Dr. Economy focuses on politics and policies. These have been notoriously awful under Communism, but there is now a realization of the damage being done, and thus some hope. Dr. Economy is as optimistic as one could reasonably be. Incidentally, interested readers should also look up her very fine chapter in Kristen Day's worthy edited volume CHINA'S ENVIRONMENT AND THE CHALLENGE OF SUSTAINABLE DEVELOPMENT.

I am not so optimistic. One reason is that my training is more in biology, and I am aware that the devastating damage China has done to its environment will not be clear for 50 to 100 years. It takes that long for pollution and environmental degradation to show themselves fully.
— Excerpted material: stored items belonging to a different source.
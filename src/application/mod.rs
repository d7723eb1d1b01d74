//! Application Layer
//!
//! Use cases wiring the domain services to the inbound adapters.

mod dispatcher;
mod eviction;
mod exposition;

pub use dispatcher::{ExportRequest, ProvisionerRegistry, RequestDispatcher};
pub use eviction::EvictionHandler;
pub use exposition::{ExpositionServer, CONTENT_TYPE};
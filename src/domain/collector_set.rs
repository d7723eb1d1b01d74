//! Collector Set
//!
//! The group of collectors registered together for one provisioned
//! resource. Structure is fixed at construction; only sample values change.

use crate::domain::error::GatewayError;
use crate::domain::ports::Collector;
use prometheus::proto::MetricFamily;
use prometheus::Registry;
use std::sync::Arc;
use tokio::sync::Mutex;

/// Collectors bound to one registry.
///
/// Always holds at least one collector: the builder refuses to produce an
/// empty set.
pub struct CollectorSet {
    registry: Registry,
    collectors: Vec<Arc<dyn Collector>>,
    /// Serializes scrapes so concurrent expositions do not hit the backend twice.
    scrape_lock: Mutex<()>,
}

impl CollectorSet {
    pub fn builder() -> CollectorSetBuilder {
        CollectorSetBuilder {
            registry: Registry::new(),
            collectors: Vec::new(),
        }
    }

    /// Number of registered collectors.
    pub fn len(&self) -> usize {
        self.collectors.len()
    }

    pub fn is_empty(&self) -> bool {
        self.collectors.is_empty()
    }

    pub fn collectors(&self) -> &[Arc<dyn Collector>] {
        &self.collectors
    }

    /// Refresh every collector's samples concurrently.
    pub async fn scrape(&self) {
        let _guard = self.scrape_lock.lock().await;
        futures::future::join_all(self.collectors.iter().map(|c| c.scrape())).await;
    }

    /// Snapshot of the current metric families.
    pub fn gather(&self) -> Vec<MetricFamily> {
        self.registry.gather()
    }
}

impl std::fmt::Debug for CollectorSet {
    fn fmt(&self, f: &mut std::fmt::Formatter<'_>) -> std::fmt::Result {
        let names: Vec<&str> = self.collectors.iter().map(|c| c.name()).collect();
        f.debug_struct("CollectorSet")
            .field("collectors", &names)
            .finish()
    }
}

/// Builder registering collectors one at a time.
pub struct CollectorSetBuilder {
    registry: Registry,
    collectors: Vec<Arc<dyn Collector>>,
}

impl CollectorSetBuilder {
    /// Register a collector's metrics. Duplicate metric names are rejected.
    pub fn register(mut self, collector: Arc<dyn Collector>) -> Result<Self, GatewayError> {
        collector.register(&self.registry)?;
        self.collectors.push(collector);
        Ok(self)
    }

    pub fn build(self) -> Result<CollectorSet, GatewayError> {
        if self.collectors.is_empty() {
            return Err(GatewayError::Upstream(
                "collector set has no collectors".to_string(),
            ));
        }
        Ok(CollectorSet {
            registry: self.registry,
            collectors: self.collectors,
            scrape_lock: Mutex::new(()),
        })
    }
}

#[cfg(test)]
#[cfg_attr(coverage_nightly, coverage(off))]
mod tests {
    use super::*;
    use async_trait::async_trait;
    use prometheus::IntCounter;

    struct CountingCollector {
        scrapes: IntCounter,
    }

    impl CountingCollector {
        fn new(name: &str) -> Self {
            Self {
                scrapes: IntCounter::new(name, "scrape count").unwrap(),
            }
        }
    }

    #[async_trait]
    impl Collector for CountingCollector {
        fn name(&self) -> &'static str {
            "counting"
        }

        fn endpoint(&self) -> &str {
            "test://"
        }

        fn register(&self, registry: &Registry) -> prometheus::Result<()> {
            registry.register(Box::new(self.scrapes.clone()))
        }

        async fn scrape(&self) {
            self.scrapes.inc();
        }
    }

    #[test]
    fn test_empty_set_rejected() {
        let err = CollectorSet::builder().build().unwrap_err();
        assert!(matches!(err, GatewayError::Upstream(_)));
    }

    #[test]
    fn test_duplicate_metric_rejected() {
        let result = CollectorSet::builder()
            .register(Arc::new(CountingCollector::new("dup_total")))
            .unwrap()
            .register(Arc::new(CountingCollector::new("dup_total")));
        assert!(matches!(result, Err(GatewayError::Upstream(_))));
    }

    #[tokio::test]
    async fn test_scrape_refreshes_every_collector() {
        let set = CollectorSet::builder()
            .register(Arc::new(CountingCollector::new("a_total")))
            .unwrap()
            .register(Arc::new(CountingCollector::new("b_total")))
            .unwrap()
            .build()
            .unwrap();
        assert_eq!(set.len(), 2);

        set.scrape().await;
        set.scrape().await;

        let families = set.gather();
        assert_eq!(families.len(), 2);
        for family in families {
            assert_eq!(family.get_metric()[0].get_counter().get_value(), 2.0);
        }
    }
}
//! DashMap Cluster
//!
//! In-memory implementation of `ClusterResourceClient` and `SecretStore`.
//! Test double for the provisioners and the router; counts lookups so tests
//! can assert how often the cluster was consulted.

use crate::domain::entities::{ElasticsearchRecord, ObjectMeta, PostgresRecord, SecretData};
use crate::domain::error::ClusterError;
use crate::domain::ports::{ClusterResourceClient, SecretStore};
use async_trait::async_trait;
use dashmap::DashMap;
use std::sync::atomic::{AtomicUsize, Ordering};

type ObjectKey = (String, String);

fn object_key(namespace: &str, name: &str) -> ObjectKey {
    (namespace.to_string(), name.to_string())
}

/// DashMap-backed cluster state.
///
/// Objects are keyed by `(namespace, name)`. Every lookup is counted so
/// callers can assert how often the cluster was consulted.
#[derive(Default)]
pub struct DashMapCluster {
    postgres: DashMap<ObjectKey, PostgresRecord>,
    elasticsearch: DashMap<ObjectKey, ElasticsearchRecord>,
    secrets: DashMap<ObjectKey, SecretData>,
    lookups: AtomicUsize,
}

impl DashMapCluster {
    pub fn new() -> Self {
        Self::default()
    }

    pub fn insert_postgres(&self, namespace: &str, mut record: PostgresRecord) {
        let name = record.metadata.name.clone();
        record.metadata.namespace = namespace.to_string();
        self.postgres.insert(object_key(namespace, &name), record);
    }

    pub fn insert_elasticsearch(&self, namespace: &str, name: &str) {
        let record = ElasticsearchRecord {
            metadata: ObjectMeta {
                name: name.to_string(),
                namespace: namespace.to_string(),
            },
        };
        self.elasticsearch.insert(object_key(namespace, name), record);
    }

    pub fn insert_secret(&self, namespace: &str, name: &str, data: SecretData) {
        self.secrets.insert(object_key(namespace, name), data);
    }

    pub fn remove_postgres(&self, namespace: &str, name: &str) -> bool {
        self.postgres.remove(&object_key(namespace, name)).is_some()
    }

    /// Total number of resource and secret lookups served.
    pub fn lookups(&self) -> usize {
        self.lookups.load(Ordering::SeqCst)
    }

    fn record_lookup(&self) {
        self.lookups.fetch_add(1, Ordering::SeqCst);
    }
}

#[async_trait]
impl ClusterResourceClient for DashMapCluster {
    async fn get_postgres(&self, namespace: &str, name: &str) -> Result<PostgresRecord, ClusterError> {
        self.record_lookup();
        self.postgres
            .get(&object_key(namespace, name))
            .map(|e| e.value().clone())
            .ok_or(ClusterError::NotFound)
    }

    async fn get_elasticsearch(
        &self,
        namespace: &str,
        name: &str,
    ) -> Result<ElasticsearchRecord, ClusterError> {
        self.record_lookup();
        self.elasticsearch
            .get(&object_key(namespace, name))
            .map(|e| e.value().clone())
            .ok_or(ClusterError::NotFound)
    }
}

#[async_trait]
impl SecretStore for DashMapCluster {
    async fn get_secret(&self, namespace: &str, name: &str) -> Result<SecretData, ClusterError> {
        self.record_lookup();
        self.secrets
            .get(&object_key(namespace, name))
            .map(|e| e.value().clone())
            .ok_or(ClusterError::NotFound)
    }
}

#[cfg(test)]
#[cfg_attr(coverage_nightly, coverage(off))]
mod tests {
    use super::*;
    use crate::domain::entities::{PostgresSpec, SecretReference};

    fn pg(name: &str) -> PostgresRecord {
        PostgresRecord {
            metadata: ObjectMeta {
                name: name.to_string(),
                namespace: String::new(),
            },
            spec: PostgresSpec {
                database_secret: Some(SecretReference {
                    secret_name: format!("{}-auth", name),
                }),
            },
        }
    }

    #[tokio::test]
    async fn test_postgres_lookup_is_namespaced() {
        let cluster = DashMapCluster::new();
        cluster.insert_postgres("ns1", pg("pg1"));

        let record = cluster.get_postgres("ns1", "pg1").await.unwrap();
        assert_eq!(record.metadata.namespace, "ns1");
        assert_eq!(
            cluster.get_postgres("ns2", "pg1").await,
            Err(ClusterError::NotFound)
        );
        assert_eq!(cluster.lookups(), 2);
    }

    #[tokio::test]
    async fn test_remove_postgres() {
        let cluster = DashMapCluster::new();
        cluster.insert_postgres("ns1", pg("pg1"));
        assert!(cluster.remove_postgres("ns1", "pg1"));
        assert!(!cluster.remove_postgres("ns1", "pg1"));
        assert!(cluster.get_postgres("ns1", "pg1").await.is_err());
    }

    #[tokio::test]
    async fn test_elasticsearch_and_secret_lookup() {
        let cluster = DashMapCluster::new();
        cluster.insert_elasticsearch("ns1", "es1");
        cluster.insert_secret(
            "ns1",
            "s",
            SecretData::from([(".admin".to_string(), b"K=V".to_vec())]),
        );

        assert!(cluster.get_elasticsearch("ns1", "es1").await.is_ok());
        let secret = cluster.get_secret("ns1", "s").await.unwrap();
        assert_eq!(secret[".admin"], b"K=V".to_vec());
        assert_eq!(cluster.get_secret("ns1", "other").await, Err(ClusterError::NotFound));
    }
}
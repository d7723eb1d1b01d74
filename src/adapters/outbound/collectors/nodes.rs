//! Elasticsearch Nodes Collector
//!
//! Scrapes node stats. By default only the node behind the endpoint is
//! queried (`/_nodes/_local/stats`); with `all_nodes` every node in the
//! cluster is (`/_nodes/stats`).

use super::{fetch_json, ScrapeError};
use crate::domain::error::GatewayError;
use crate::domain::ports::Collector;
use async_trait::async_trait;
use prometheus::{Gauge, GaugeVec, IntCounter, Opts, Registry};
use serde::Deserialize;
use std::collections::HashMap;

const NAMESPACE: &str = "elasticsearch";
const NODE_LABELS: [&str; 3] = ["cluster", "host", "name"];

#[derive(Debug, Default, Deserialize)]
#[serde(default)]
struct NodesStatsResponse {
    cluster_name: String,
    nodes: HashMap<String, NodeStats>,
}

#[derive(Debug, Default, Deserialize)]
#[serde(default)]
struct NodeStats {
    name: String,
    host: String,
    indices: IndicesStats,
    jvm: JvmStats,
    process: ProcessStats,
}

#[derive(Debug, Default, Deserialize)]
#[serde(default)]
struct IndicesStats {
    docs: DocsStats,
    store: StoreStats,
}

#[derive(Debug, Default, Deserialize)]
#[serde(default)]
struct DocsStats {
    count: f64,
    deleted: f64,
}

#[derive(Debug, Default, Deserialize)]
#[serde(default)]
struct StoreStats {
    size_in_bytes: f64,
}

#[derive(Debug, Default, Deserialize)]
#[serde(default)]
struct JvmStats {
    mem: JvmMemStats,
}

#[derive(Debug, Default, Deserialize)]
#[serde(default)]
struct JvmMemStats {
    heap_used_in_bytes: f64,
    heap_max_in_bytes: f64,
    non_heap_used_in_bytes: f64,
}

#[derive(Debug, Default, Deserialize)]
#[serde(default)]
struct ProcessStats {
    cpu: ProcessCpuStats,
}

#[derive(Debug, Default, Deserialize)]
#[serde(default)]
struct ProcessCpuStats {
    percent: f64,
}

struct NodesMetrics {
    up: Gauge,
    total_scrapes: IntCounter,
    json_parse_failures: IntCounter,
    docs: GaugeVec,
    docs_deleted: GaugeVec,
    store_size: GaugeVec,
    jvm_memory_used: GaugeVec,
    jvm_memory_max: GaugeVec,
    cpu_percent: GaugeVec,
}

impl NodesMetrics {
    fn new() -> prometheus::Result<Self> {
        let scrape = |name: &str, help: &str| Opts::new(name, help).namespace(NAMESPACE).subsystem("node_stats");
        let per_node = |subsystem: &str, name: &str, help: &str| {
            GaugeVec::new(
                Opts::new(name, help).namespace(NAMESPACE).subsystem(subsystem),
                &NODE_LABELS,
            )
        };
        let jvm_memory = |name: &str, help: &str| {
            GaugeVec::new(
                Opts::new(name, help).namespace(NAMESPACE).subsystem("jvm_memory"),
                &["cluster", "host", "name", "area"],
            )
        };

        Ok(Self {
            up: Gauge::with_opts(scrape("up", "Was the last scrape of the Elasticsearch nodes endpoint successful."))?,
            total_scrapes: IntCounter::with_opts(scrape("total_scrapes", "Current total Elasticsearch node scrapes."))?,
            json_parse_failures: IntCounter::with_opts(scrape("json_parse_failures", "Number of errors while parsing JSON."))?,
            docs: per_node("indices", "docs", "Count of documents on this node.")?,
            docs_deleted: per_node("indices", "docs_deleted", "Count of deleted documents on this node.")?,
            store_size: per_node("indices_store", "size_bytes", "Current size of stored index data in bytes.")?,
            jvm_memory_used: jvm_memory("used_bytes", "JVM memory currently used by area.")?,
            jvm_memory_max: jvm_memory("max_bytes", "JVM memory max.")?,
            cpu_percent: per_node("process", "cpu_percent", "Percent CPU used by process.")?,
        })
    }

    fn record(&self, stats: &NodesStatsResponse) {
        for vec in [
            &self.docs,
            &self.docs_deleted,
            &self.store_size,
            &self.jvm_memory_used,
            &self.jvm_memory_max,
            &self.cpu_percent,
        ] {
            vec.reset();
        }

        for node in stats.nodes.values() {
            let labels = [
                stats.cluster_name.as_str(),
                node.host.as_str(),
                node.name.as_str(),
            ];
            self.docs.with_label_values(&labels).set(node.indices.docs.count);
            self.docs_deleted.with_label_values(&labels).set(node.indices.docs.deleted);
            self.store_size.with_label_values(&labels).set(node.indices.store.size_in_bytes);
            self.cpu_percent.with_label_values(&labels).set(node.process.cpu.percent);

            let heap = [labels[0], labels[1], labels[2], "heap"];
            let non_heap = [labels[0], labels[1], labels[2], "non-heap"];
            self.jvm_memory_used.with_label_values(&heap).set(node.jvm.mem.heap_used_in_bytes);
            self.jvm_memory_used.with_label_values(&non_heap).set(node.jvm.mem.non_heap_used_in_bytes);
            self.jvm_memory_max.with_label_values(&heap).set(node.jvm.mem.heap_max_in_bytes);
        }
    }
}

/// Collector for node statistics of an Elasticsearch cluster.
pub struct NodesCollector {
    client: reqwest::Client,
    url: reqwest::Url,
    endpoint: String,
    all_nodes: bool,
    metrics: NodesMetrics,
}

impl NodesCollector {
    pub fn new(
        client: reqwest::Client,
        endpoint: &str,
        all_nodes: bool,
    ) -> Result<Self, GatewayError> {
        let path = if all_nodes {
            "_nodes/stats"
        } else {
            "_nodes/_local/stats"
        };
        let url = super::endpoint_url(endpoint, path)?;
        Ok(Self {
            client,
            url,
            endpoint: endpoint.to_string(),
            all_nodes,
            metrics: NodesMetrics::new()?,
        })
    }

    pub fn all_nodes(&self) -> bool {
        self.all_nodes
    }
}

#[async_trait]
impl Collector for NodesCollector {
    fn name(&self) -> &'static str {
        "nodes"
    }

    fn endpoint(&self) -> &str {
        &self.endpoint
    }

    fn register(&self, registry: &Registry) -> prometheus::Result<()> {
        let m = &self.metrics;
        registry.register(Box::new(m.up.clone()))?;
        registry.register(Box::new(m.total_scrapes.clone()))?;
        registry.register(Box::new(m.json_parse_failures.clone()))?;
        for vec in [
            &m.docs,
            &m.docs_deleted,
            &m.store_size,
            &m.jvm_memory_used,
            &m.jvm_memory_max,
            &m.cpu_percent,
        ] {
            registry.register(Box::new(vec.clone()))?;
        }
        Ok(())
    }

    async fn scrape(&self) {
        self.metrics.total_scrapes.inc();

        match fetch_json::<NodesStatsResponse>(&self.client, self.url.clone()).await {
            Ok(stats) => {
                self.metrics.up.set(1.0);
                self.metrics.record(&stats);
            }
            Err(e) => {
                if matches!(e, ScrapeError::Decode(_)) {
                    self.metrics.json_parse_failures.inc();
                }
                tracing::warn!("failed to fetch node stats from {}: {}", self.url, e);
                self.metrics.up.set(0.0);
            }
        }
    }
}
As Dr. Economy says, China wanted to be "first rich, then clean" (that's the literal Chinese; she actually phrases it more academically). They thought that the west had done this. No, the west started conservation and scientific management long ago. The United States' golden age of conservation was under Theodore Roosevelt, when the US was still poor and rural. The US and western Europe never allowed anything close to what China has done. There was much degradation, but reaction always came eventually. China, like all Communist-led countries, missed this lesson. Marx had spoken: production is all, and top-down control is the way to do it. This has led, everywhere, to dismal environmental records, though much good has come from distributing food, health care, housing, etc., more evenly (this may no longer be the case).